Reproduce all lines of the listing below in which the word "GenericDialect" occurs.

[Exercise material]
┌────────
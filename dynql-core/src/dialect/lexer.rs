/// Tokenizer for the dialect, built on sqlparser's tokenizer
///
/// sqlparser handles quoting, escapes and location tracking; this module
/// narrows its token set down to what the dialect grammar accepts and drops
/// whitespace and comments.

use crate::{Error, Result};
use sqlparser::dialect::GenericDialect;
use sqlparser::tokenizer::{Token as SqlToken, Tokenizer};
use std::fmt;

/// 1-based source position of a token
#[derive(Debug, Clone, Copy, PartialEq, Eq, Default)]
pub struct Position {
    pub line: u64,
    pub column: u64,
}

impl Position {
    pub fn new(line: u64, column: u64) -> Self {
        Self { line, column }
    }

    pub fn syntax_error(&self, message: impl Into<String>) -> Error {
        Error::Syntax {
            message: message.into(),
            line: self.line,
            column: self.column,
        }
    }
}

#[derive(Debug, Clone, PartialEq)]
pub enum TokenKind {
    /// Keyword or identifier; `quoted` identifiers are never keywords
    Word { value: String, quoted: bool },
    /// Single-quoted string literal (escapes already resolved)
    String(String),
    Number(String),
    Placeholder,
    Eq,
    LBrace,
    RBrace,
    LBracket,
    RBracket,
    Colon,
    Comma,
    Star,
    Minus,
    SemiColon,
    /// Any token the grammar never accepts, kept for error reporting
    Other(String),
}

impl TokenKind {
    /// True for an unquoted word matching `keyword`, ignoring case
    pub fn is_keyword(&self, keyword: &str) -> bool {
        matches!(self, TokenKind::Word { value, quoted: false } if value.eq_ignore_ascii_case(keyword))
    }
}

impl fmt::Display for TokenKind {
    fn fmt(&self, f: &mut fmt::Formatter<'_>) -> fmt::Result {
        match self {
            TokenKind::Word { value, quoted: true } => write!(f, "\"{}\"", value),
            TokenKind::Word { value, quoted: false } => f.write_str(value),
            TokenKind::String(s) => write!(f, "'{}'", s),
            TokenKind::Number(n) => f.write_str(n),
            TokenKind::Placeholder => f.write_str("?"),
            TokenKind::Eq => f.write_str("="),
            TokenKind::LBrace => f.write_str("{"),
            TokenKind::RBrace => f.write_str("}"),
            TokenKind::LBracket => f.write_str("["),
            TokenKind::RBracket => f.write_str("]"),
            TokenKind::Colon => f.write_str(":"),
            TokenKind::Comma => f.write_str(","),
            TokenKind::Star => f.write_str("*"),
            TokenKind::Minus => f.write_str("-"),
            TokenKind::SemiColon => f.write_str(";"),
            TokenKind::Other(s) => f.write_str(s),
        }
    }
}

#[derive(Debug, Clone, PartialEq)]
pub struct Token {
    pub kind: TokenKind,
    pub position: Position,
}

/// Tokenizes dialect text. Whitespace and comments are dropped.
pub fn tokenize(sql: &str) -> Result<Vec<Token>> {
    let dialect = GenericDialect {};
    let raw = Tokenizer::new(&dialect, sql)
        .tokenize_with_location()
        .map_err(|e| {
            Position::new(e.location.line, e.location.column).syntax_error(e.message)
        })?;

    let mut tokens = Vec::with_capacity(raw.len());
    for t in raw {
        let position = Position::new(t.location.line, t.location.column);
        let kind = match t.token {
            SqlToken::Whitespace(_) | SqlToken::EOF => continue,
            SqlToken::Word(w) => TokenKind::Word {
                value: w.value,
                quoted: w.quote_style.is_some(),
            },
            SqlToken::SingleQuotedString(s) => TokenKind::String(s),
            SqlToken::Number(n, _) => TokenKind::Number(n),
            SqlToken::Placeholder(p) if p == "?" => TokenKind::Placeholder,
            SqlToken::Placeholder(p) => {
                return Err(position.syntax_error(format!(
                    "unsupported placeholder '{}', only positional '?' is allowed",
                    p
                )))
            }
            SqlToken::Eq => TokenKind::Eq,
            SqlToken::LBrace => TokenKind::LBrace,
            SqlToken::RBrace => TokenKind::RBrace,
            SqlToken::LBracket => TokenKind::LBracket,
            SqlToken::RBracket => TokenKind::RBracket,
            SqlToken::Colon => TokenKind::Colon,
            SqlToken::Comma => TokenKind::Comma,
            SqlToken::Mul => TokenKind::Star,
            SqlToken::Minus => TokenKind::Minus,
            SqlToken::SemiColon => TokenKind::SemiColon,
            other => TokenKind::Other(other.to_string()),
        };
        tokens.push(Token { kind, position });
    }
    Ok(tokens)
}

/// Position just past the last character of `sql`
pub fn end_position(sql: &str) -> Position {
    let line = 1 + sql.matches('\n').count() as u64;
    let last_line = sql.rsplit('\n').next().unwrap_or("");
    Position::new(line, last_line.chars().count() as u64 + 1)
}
└────────
┌────────
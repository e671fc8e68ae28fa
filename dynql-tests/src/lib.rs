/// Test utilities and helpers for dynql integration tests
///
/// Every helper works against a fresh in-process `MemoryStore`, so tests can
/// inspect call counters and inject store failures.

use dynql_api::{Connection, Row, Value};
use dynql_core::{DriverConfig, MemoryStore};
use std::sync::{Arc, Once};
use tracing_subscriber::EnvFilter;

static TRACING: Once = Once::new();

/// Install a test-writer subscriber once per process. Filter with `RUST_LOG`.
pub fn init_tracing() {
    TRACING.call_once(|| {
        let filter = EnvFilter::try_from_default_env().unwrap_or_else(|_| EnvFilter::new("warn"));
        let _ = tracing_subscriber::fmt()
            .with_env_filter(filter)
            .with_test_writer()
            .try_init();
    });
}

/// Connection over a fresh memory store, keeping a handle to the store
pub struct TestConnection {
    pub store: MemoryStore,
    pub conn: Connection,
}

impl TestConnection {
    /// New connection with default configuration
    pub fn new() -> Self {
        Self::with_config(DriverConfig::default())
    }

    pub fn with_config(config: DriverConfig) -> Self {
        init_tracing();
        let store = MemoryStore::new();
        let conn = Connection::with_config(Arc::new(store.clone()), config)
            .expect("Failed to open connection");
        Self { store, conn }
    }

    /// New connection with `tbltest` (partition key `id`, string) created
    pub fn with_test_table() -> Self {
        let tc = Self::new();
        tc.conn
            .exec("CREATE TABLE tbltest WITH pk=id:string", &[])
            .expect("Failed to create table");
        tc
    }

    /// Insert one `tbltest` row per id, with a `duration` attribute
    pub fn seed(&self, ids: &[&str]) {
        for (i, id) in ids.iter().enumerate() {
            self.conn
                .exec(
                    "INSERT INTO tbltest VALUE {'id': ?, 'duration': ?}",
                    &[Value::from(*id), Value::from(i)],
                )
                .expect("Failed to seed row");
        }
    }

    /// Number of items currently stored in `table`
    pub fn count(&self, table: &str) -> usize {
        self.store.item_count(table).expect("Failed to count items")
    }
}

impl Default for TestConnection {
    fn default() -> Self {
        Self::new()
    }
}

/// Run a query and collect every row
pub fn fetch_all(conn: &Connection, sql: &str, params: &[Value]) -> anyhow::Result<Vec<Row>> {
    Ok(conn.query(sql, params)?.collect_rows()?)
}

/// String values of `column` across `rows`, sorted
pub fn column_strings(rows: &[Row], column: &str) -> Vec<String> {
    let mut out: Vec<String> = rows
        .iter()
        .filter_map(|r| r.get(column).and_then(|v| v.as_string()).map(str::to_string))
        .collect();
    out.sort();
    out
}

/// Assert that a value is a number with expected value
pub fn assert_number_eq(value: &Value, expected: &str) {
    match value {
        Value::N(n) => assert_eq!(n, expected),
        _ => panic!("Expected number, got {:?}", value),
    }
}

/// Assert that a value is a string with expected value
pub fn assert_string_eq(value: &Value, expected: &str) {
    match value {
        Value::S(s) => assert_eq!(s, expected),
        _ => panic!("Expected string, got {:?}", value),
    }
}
└────────
[Result of this exercise]
use sqlparser::dialect::GenericDialect;
    let dialect = GenericDialect {};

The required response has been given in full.